Source records:
//! UI module for handling user interactions and UI updates.
//!
//! Threading model:
//! - `slint::spawn_local`: UI-bound async work (file dialog, the HTTP request
//!   via `async_compat::Compat`)
//! - `rayon::spawn`: CPU-heavy work (image decoding, overlay compositing)
//! - `slint::invoke_from_event_loop`: returning results from rayon workers to
//!   the UI thread

pub mod handlers;
pub mod pipeline;
mod view;

pub use handlers::setup_handlers;
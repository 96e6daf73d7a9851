//! Integration tests for the infrastructure components
//!
//! These tests verify that the PostgreSQL database is properly configured
//! and reachable through the startup retry path. They need a running
//! database and are ignored by default.

use common::database::{DatabaseConfig, connect_with_retry, health_check};
use sqlx::Row;

#[tokio::test]
#[ignore = "requires a running PostgreSQL instance"]
async fn test_infrastructure_integration() -> Result<(), Box<dyn std::error::Error>> {
    let db_config = DatabaseConfig::from_env()?;
    let pool = connect_with_retry(&db_config).await?;

    assert!(health_check(&pool).await?, "Database health check failed");

    let row = sqlx::query("SELECT 1 as result").fetch_one(&pool).await?;

    let result: i32 = row.get("result");
    assert_eq!(result, 1, "PostgreSQL simple query test failed");

    Ok(())
}
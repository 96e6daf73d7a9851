//! Request/response contract shared by the internal services and their callers
//!
//! Every operation is a JSON `POST` to one of the route constants below. A
//! business outcome always travels as HTTP 200 with a [`Code`] in the body;
//! only infrastructure faults use a non-2xx HTTP status.

use serde::{Deserialize, Serialize};
use std::fmt;
use thiserror::Error;

pub const REGISTER_PATH: &str = "/rpc/identity/register";
pub const LOGIN_PATH: &str = "/rpc/identity/login";
pub const VALIDATE_PATH: &str = "/rpc/identity/validate";
pub const CREATE_ORDER_PATH: &str = "/rpc/order/create";
pub const GET_ORDER_PATH: &str = "/rpc/order/get";

/// Status carried by every response envelope
///
/// Serialized as the conventional RPC integer code.
#[derive(Debug, Clone, Copy, PartialEq, Eq, Serialize, Deserialize)]
#[serde(into = "i32", try_from = "i32")]
pub enum Code {
    Ok,
    InvalidArgument,
    NotFound,
    AlreadyExists,
    Internal,
    Unauthenticated,
}

impl From<Code> for i32 {
    fn from(code: Code) -> Self {
        match code {
            Code::Ok => 0,
            Code::InvalidArgument => 3,
            Code::NotFound => 5,
            Code::AlreadyExists => 6,
            Code::Internal => 13,
            Code::Unauthenticated => 16,
        }
    }
}

impl TryFrom<i32> for Code {
    type Error = String;

    fn try_from(value: i32) -> Result<Self, Self::Error> {
        match value {
            0 => Ok(Code::Ok),
            3 => Ok(Code::InvalidArgument),
            5 => Ok(Code::NotFound),
            6 => Ok(Code::AlreadyExists),
            13 => Ok(Code::Internal),
            16 => Ok(Code::Unauthenticated),
            other => Err(format!("unknown status code {}", other)),
        }
    }
}

impl fmt::Display for Code {
    fn fmt(&self, f: &mut fmt::Formatter<'_>) -> fmt::Result {
        let name = match self {
            Code::Ok => "OK",
            Code::InvalidArgument => "INVALID_ARGUMENT",
            Code::NotFound => "NOT_FOUND",
            Code::AlreadyExists => "ALREADY_EXISTS",
            Code::Internal => "INTERNAL",
            Code::Unauthenticated => "UNAUTHENTICATED",
        };
        f.write_str(name)
    }
}

/// Outcome of a call that reached the remote service
#[derive(Debug, Clone, PartialEq)]
pub enum Reply<T> {
    /// The service accepted the request and produced a payload
    Accepted(T),
    /// The service rejected the request for a business reason
    Rejected { code: Code, message: String },
}

/// A response envelope that does not satisfy the contract
#[derive(Error, Debug, PartialEq, Eq)]
pub enum ProtocolError {
    #[error("response status OK without the `{0}` payload")]
    MissingPayload(&'static str),
}

fn rejected<T>(code: Code, error: Option<String>) -> Reply<T> {
    Reply::Rejected {
        code,
        message: error.unwrap_or_else(|| code.to_string()),
    }
}

#[derive(Debug, Clone, Serialize, Deserialize)]
pub struct RegisterRequest {
    pub email: String,
    pub password: String,
}

#[derive(Debug, Clone, PartialEq, Serialize, Deserialize)]
pub struct RegisterResponse {
    pub status: Code,
    #[serde(default, skip_serializing_if = "Option::is_none")]
    pub error: Option<String>,
}

impl RegisterResponse {
    pub fn ok() -> Self {
        Self {
            status: Code::Ok,
            error: None,
        }
    }

    pub fn rejected(status: Code, error: impl Into<String>) -> Self {
        Self {
            status,
            error: Some(error.into()),
        }
    }

    pub fn into_reply(self) -> Result<Reply<()>, ProtocolError> {
        match self.status {
            Code::Ok => Ok(Reply::Accepted(())),
            code => Ok(rejected(code, self.error)),
        }
    }
}

#[derive(Debug, Clone, Serialize, Deserialize)]
pub struct LoginRequest {
    pub email: String,
    pub password: String,
}

#[derive(Debug, Clone, PartialEq, Serialize, Deserialize)]
pub struct LoginResponse {
    pub status: Code,
    #[serde(default, skip_serializing_if = "Option::is_none")]
    pub token: Option<String>,
    #[serde(default, skip_serializing_if = "Option::is_none")]
    pub error: Option<String>,
}

impl LoginResponse {
    pub fn ok(token: String) -> Self {
        Self {
            status: Code::Ok,
            token: Some(token),
            error: None,
        }
    }

    pub fn rejected(status: Code, error: impl Into<String>) -> Self {
        Self {
            status,
            token: None,
            error: Some(error.into()),
        }
    }

    pub fn into_reply(self) -> Result<Reply<String>, ProtocolError> {
        match (self.status, self.token) {
            (Code::Ok, Some(token)) if !token.is_empty() => Ok(Reply::Accepted(token)),
            (Code::Ok, _) => Err(ProtocolError::MissingPayload("token")),
            (code, _) => Ok(rejected(code, self.error)),
        }
    }
}

#[derive(Debug, Clone, Serialize, Deserialize)]
pub struct ValidateRequest {
    pub token: String,
}

#[derive(Debug, Clone, PartialEq, Serialize, Deserialize)]
pub struct ValidateResponse {
    pub status: Code,
    #[serde(default, skip_serializing_if = "Option::is_none")]
    pub user_id: Option<i64>,
    #[serde(default, skip_serializing_if = "Option::is_none")]
    pub error: Option<String>,
}

impl ValidateResponse {
    pub fn ok(user_id: i64) -> Self {
        Self {
            status: Code::Ok,
            user_id: Some(user_id),
            error: None,
        }
    }

    pub fn rejected(status: Code, error: impl Into<String>) -> Self {
        Self {
            status,
            user_id: None,
            error: Some(error.into()),
        }
    }

    pub fn into_reply(self) -> Result<Reply<i64>, ProtocolError> {
        match (self.status, self.user_id) {
            (Code::Ok, Some(user_id)) => Ok(Reply::Accepted(user_id)),
            (Code::Ok, None) => Err(ProtocolError::MissingPayload("user_id")),
            (code, _) => Ok(rejected(code, self.error)),
        }
    }
}

/// A single order line
#[derive(Debug, Clone, PartialEq, Serialize, Deserialize)]
pub struct OrderItem {
    pub product_id: i64,
    pub quantity: i32,
    pub price: f64,
}

#[derive(Debug, Clone, Serialize, Deserialize)]
pub struct CreateOrderRequest {
    pub user_id: i64,
    pub items: Vec<OrderItem>,
}

#[derive(Debug, Clone, PartialEq, Serialize, Deserialize)]
pub struct CreateOrderResponse {
    pub status: Code,
    #[serde(default, skip_serializing_if = "Option::is_none")]
    pub order_id: Option<i64>,
    #[serde(default, skip_serializing_if = "Option::is_none")]
    pub error: Option<String>,
}

impl CreateOrderResponse {
    pub fn ok(order_id: i64) -> Self {
        Self {
            status: Code::Ok,
            order_id: Some(order_id),
            error: None,
        }
    }

    pub fn rejected(status: Code, error: impl Into<String>) -> Self {
        Self {
            status,
            order_id: None,
            error: Some(error.into()),
        }
    }

    pub fn into_reply(self) -> Result<Reply<i64>, ProtocolError> {
        match (self.status, self.order_id) {
            (Code::Ok, Some(order_id)) => Ok(Reply::Accepted(order_id)),
            (Code::Ok, None) => Err(ProtocolError::MissingPayload("order_id")),
            (code, _) => Ok(rejected(code, self.error)),
        }
    }
}

#[derive(Debug, Clone, Serialize, Deserialize)]
pub struct GetOrderRequest {
    pub order_id: i64,
}

/// Order as seen by callers of `GetOrder`
#[derive(Debug, Clone, PartialEq, Serialize, Deserialize)]
pub struct OrderView {
    pub order_id: i64,
    pub user_id: i64,
    pub status: String,
    pub items: Vec<OrderItem>,
}

#[derive(Debug, Clone, PartialEq, Serialize, Deserialize)]
pub struct GetOrderResponse {
    pub status: Code,
    #[serde(default, skip_serializing_if = "Option::is_none")]
    pub order: Option<OrderView>,
    #[serde(default, skip_serializing_if = "Option::is_none")]
    pub error: Option<String>,
}

impl GetOrderResponse {
    pub fn ok(order: OrderView) -> Self {
        Self {
            status: Code::Ok,
            order: Some(order),
            error: None,
        }
    }

    pub fn rejected(status: Code, error: impl Into<String>) -> Self {
        Self {
            status,
            order: None,
            error: Some(error.into()),
        }
    }

    pub fn into_reply(self) -> Result<Reply<OrderView>, ProtocolError> {
        match (self.status, self.order) {
            (Code::Ok, Some(order)) => Ok(Reply::Accepted(order)),
            (Code::Ok, None) => Err(ProtocolError::MissingPayload("order")),
            (code, _) => Ok(rejected(code, self.error)),
        }
    }
}

#[cfg(test)]
mod tests {
    use super::*;
    use serde_json::json;

    #[test]
    fn test_code_serializes_as_integer() {
        let response = ValidateResponse::rejected(Code::Unauthenticated, "Invalid token");
        let value = serde_json::to_value(&response).unwrap();
        assert_eq!(value, json!({"status": 16, "error": "Invalid token"}));
    }

    #[test]
    fn test_unknown_code_is_rejected() {
        let parsed = serde_json::from_value::<RegisterResponse>(json!({"status": 2}));
        assert!(parsed.is_err());
    }

    #[test]
    fn test_ok_without_payload_is_protocol_error() {
        let response: ValidateResponse = serde_json::from_value(json!({"status": 0})).unwrap();
        assert_eq!(
            response.into_reply(),
            Err(ProtocolError::MissingPayload("user_id"))
        );

        let response: LoginResponse =
            serde_json::from_value(json!({"status": 0, "token": ""})).unwrap();
        assert!(response.into_reply().is_err());
    }

    #[test]
    fn test_rejection_keeps_message() {
        let reply = LoginResponse::rejected(Code::Unauthenticated, "Invalid credentials")
            .into_reply()
            .unwrap();
        assert_eq!(
            reply,
            Reply::Rejected {
                code: Code::Unauthenticated,
                message: "Invalid credentials".to_string()
            }
        );
    }

    #[test]
    fn test_rejection_without_message_falls_back_to_code_name() {
        let response: RegisterResponse = serde_json::from_value(json!({"status": 6})).unwrap();
        assert_eq!(
            response.into_reply().unwrap(),
            Reply::Rejected {
                code: Code::AlreadyExists,
                message: "ALREADY_EXISTS".to_string()
            }
        );
    }
}
//! Tracing setup shared by every service binary

use tracing_subscriber::{EnvFilter, FmtSubscriber};

/// Install the global fmt subscriber.
///
/// The filter comes from `RUST_LOG` and falls back to `info`.
pub fn init_tracing(service: &str) -> anyhow::Result<()> {
    let filter = EnvFilter::try_from_default_env().unwrap_or_else(|_| EnvFilter::new("info"));

    let subscriber = FmtSubscriber::builder()
        .with_env_filter(filter)
        .with_target(false)
        .finish();

    tracing::subscriber::set_global_default(subscriber)
        .map_err(|e| anyhow::anyhow!("setting default subscriber failed: {}", e))?;

    tracing::info!(service, "Tracing initialized");
    Ok(())
}
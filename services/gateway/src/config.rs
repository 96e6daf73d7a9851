//! Gateway configuration

use anyhow::Result;
use std::{env, net::SocketAddr, time::Duration};

/// Runtime configuration of the gateway
#[derive(Debug, Clone)]
pub struct GatewayConfig {
    pub bind_addr: SocketAddr,
    pub identity_url: String,
    pub order_url: String,
    /// Per-call deadline for every upstream request
    pub upstream_timeout: Duration,
}

impl GatewayConfig {
    /// Create a new GatewayConfig from environment variables
    ///
    /// # Environment Variables
    /// - `GATEWAY_BIND_ADDR`: Listen address (default: 0.0.0.0:8080)
    /// - `IDENTITY_SERVICE_URL`: Identity service base URL (default: http://localhost:50051)
    /// - `ORDER_SERVICE_URL`: Order service base URL (default: http://localhost:50052)
    /// - `UPSTREAM_TIMEOUT_SECS`: Upstream call deadline in seconds (default: 5)
    pub fn from_env() -> Result<Self> {
        let bind_addr = env::var("GATEWAY_BIND_ADDR")
            .unwrap_or_else(|_| "0.0.0.0:8080".to_string())
            .parse()
            .map_err(|e| anyhow::anyhow!("Invalid GATEWAY_BIND_ADDR: {}", e))?;
        let identity_url = env::var("IDENTITY_SERVICE_URL")
            .unwrap_or_else(|_| "http://localhost:50051".to_string());
        let order_url =
            env::var("ORDER_SERVICE_URL").unwrap_or_else(|_| "http://localhost:50052".to_string());

        let upstream_timeout = env::var("UPSTREAM_TIMEOUT_SECS")
            .ok()
            .and_then(|s| s.parse::<u64>().ok())
            .filter(|secs| *secs > 0)
            .map(Duration::from_secs)
            .unwrap_or(Duration::from_secs(5));

        Ok(Self {
            bind_addr,
            identity_url,
            order_url,
            upstream_timeout,
        })
    }
}

#[cfg(test)]
mod tests {
    use super::*;
    use serial_test::serial;

    #[test]
    #[serial]
    fn test_gateway_config_defaults() {
        unsafe {
            env::remove_var("GATEWAY_BIND_ADDR");
            env::remove_var("IDENTITY_SERVICE_URL");
            env::remove_var("ORDER_SERVICE_URL");
            env::remove_var("UPSTREAM_TIMEOUT_SECS");
        }

        let config = GatewayConfig::from_env().unwrap();
        assert_eq!(config.bind_addr, "0.0.0.0:8080".parse().unwrap());
        assert_eq!(config.identity_url, "http://localhost:50051");
        assert_eq!(config.order_url, "http://localhost:50052");
        assert_eq!(config.upstream_timeout, Duration::from_secs(5));
    }

    #[test]
    #[serial]
    fn test_zero_timeout_falls_back_to_default() {
        unsafe {
            env::set_var("UPSTREAM_TIMEOUT_SECS", "0");
        }

        let config = GatewayConfig::from_env().unwrap();
        assert_eq!(config.upstream_timeout, Duration::from_secs(5));

        unsafe {
            env::remove_var("UPSTREAM_TIMEOUT_SECS");
        }
    }
}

Work order
Which lines belong in the answer? Exactly those from the first line of the entries through the line holding "let pool = connect_with_retry(&db_config).await?;", inclusive, copied unchanged.

Task result
//! UI module for handling user interactions and UI updates.
//!
//! Threading model:
//! - `slint::spawn_local`: UI-bound async work (file dialog, the HTTP request
//!   via `async_compat::Compat`)
//! - `rayon::spawn`: CPU-heavy work (image decoding, overlay compositing)
//! - `slint::invoke_from_event_loop`: returning results from rayon workers to
//!   the UI thread

pub mod handlers;
pub mod pipeline;
mod view;

pub use handlers::setup_handlers;
repository 96e6daf73d7a9851
//! Integration tests for the infrastructure components
//!
//! These tests verify that the PostgreSQL database is properly configured
//! and reachable through the startup retry path. They need a running
//! database and are ignored by default.

use common::database::{DatabaseConfig, connect_with_retry, health_check};
use sqlx::Row;

#[tokio::test]
#[ignore = "requires a running PostgreSQL instance"]
async fn test_infrastructure_integration() -> Result<(), Box<dyn std::error::Error>> {
    let db_config = DatabaseConfig::from_env()?;
    let pool = connect_with_retry(&db_config).await?;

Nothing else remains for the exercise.